The continuation of the future-oriented process “berlinhyp21” will ensure that Berlin Hyp remains well-equipped to tackle the challenges of the future. The improvement of the ITsystems and the implementation of the new digitalisation strategy are particularly important in this regard. Besides the networking and automation of process, efforts are also to be focused on investing in future-oriented business models. The first step in this process came in October with the conclusion of a strategic cooperation with BrickVest, a leading London- and Berlin-based online platform for commercial real estate investment and the only regulated provider of its kind to date. “This partnership not only expands our value chain, it also provides further diversification of our earnings,” Klaus says. “We are planning to add more financing products to our range of solutions on the platform.”

In addition, the future-oriented process “berlinhyp21” will also involve testing out agile and more efficient working methods and integrating these into the training concept.
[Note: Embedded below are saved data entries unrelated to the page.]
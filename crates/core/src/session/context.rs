//! Per-session mutable state.

use std::sync::Arc;

use serde_json::{Map, Value};
use spresso_protocol::{Capabilities, SessionOptions};
use spresso_runtime::{DeviceControl, NATIVE_CONTEXT, TestServer, WEBVIEW_CONTEXT_PREFIX, WebviewDriver};

/// Recordings and streams started during the session that teardown must stop.
#[derive(Debug, Clone, Copy, Default, PartialEq, Eq)]
pub struct RecordingState {
	pub screen_recording: bool,
	pub screen_streaming: bool,
}

/// Everything one session owns.
///
/// Exactly one exists per [`super::SessionOrchestrator`]; it is created at the
/// start of session creation and dropped at the end of teardown.
pub struct SessionContext {
	pub session_id: String,
	/// Client capabilities, enriched during startup.
	pub caps: Capabilities,
	pub opts: SessionOptions,
	pub current_context: String,
	pub device: Option<Arc<dyn DeviceControl>>,
	pub server: Option<Arc<dyn TestServer>>,
	/// Engine attached to a web view, if any.
	pub webview: Option<Arc<dyn WebviewDriver>>,
	/// True exactly between a successful startup and the start of teardown.
	pub proxy_active: bool,
	/// Host port forwarded to the on-device server.
	pub system_port: Option<u16>,
	pub api_level: Option<u32>,
	/// Animations were on and startup turned them off.
	pub animations_disabled: bool,
	/// IME active before the session switched keyboards.
	pub default_ime: Option<String>,
	/// Emulator started for this session.
	pub booted_avd: Option<String>,
	pub recording: RecordingState,
	/// The app under test was already installed and no `app` was given.
	pub app_on_device: bool,
	pub timeouts: Map<String, Value>,
}

impl SessionContext {
	pub fn new(session_id: impl Into<String>, caps: Capabilities) -> Self {
		Self {
			session_id: session_id.into(),
			caps,
			opts: SessionOptions::default(),
			current_context: NATIVE_CONTEXT.to_string(),
			device: None,
			server: None,
			webview: None,
			proxy_active: false,
			system_port: None,
			api_level: None,
			animations_disabled: false,
			default_ime: None,
			booted_avd: None,
			recording: RecordingState::default(),
			app_on_device: false,
			timeouts: Map::new(),
		}
	}

	pub fn in_webview_context(&self) -> bool {
		self.current_context.starts_with(WEBVIEW_CONTEXT_PREFIX)
	}

	/// Browser sessions are rejected at startup, so this only reflects the raw capability.
	pub fn is_browser_session(&self) -> bool {
		self.opts
			.browser_name
			.as_deref()
			.is_some_and(|name| !name.trim().is_empty())
	}
}

impl std::fmt::Debug for SessionContext {
	fn fmt(&self, f: &mut std::fmt::Formatter<'_>) -> std::fmt::Result {
		f.debug_struct("SessionContext")
			.field("session_id", &self.session_id)
			.field("current_context", &self.current_context)
			.field("device", &self.device.as_ref().map(|d| d.device_id().to_string()))
			.field("has_server", &self.server.is_some())
			.field("has_webview", &self.webview.is_some())
			.field("proxy_active", &self.proxy_active)
			.field("system_port", &self.system_port)
			.finish_non_exhaustive()
	}
}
The additional potential resulting from Berlin Hyp’s position on the market, combined with a sound refinancing strategy, are solid foundations for the continuation of Berlin Hyp’s very successful business operations. The Bank will also use its positive business performance to strengthen its equity base and take the expectation of stricter regulatory requirements into account. We expect the financial year to progress as planned, with an operating result before profit transfer significantly above that of the previous year.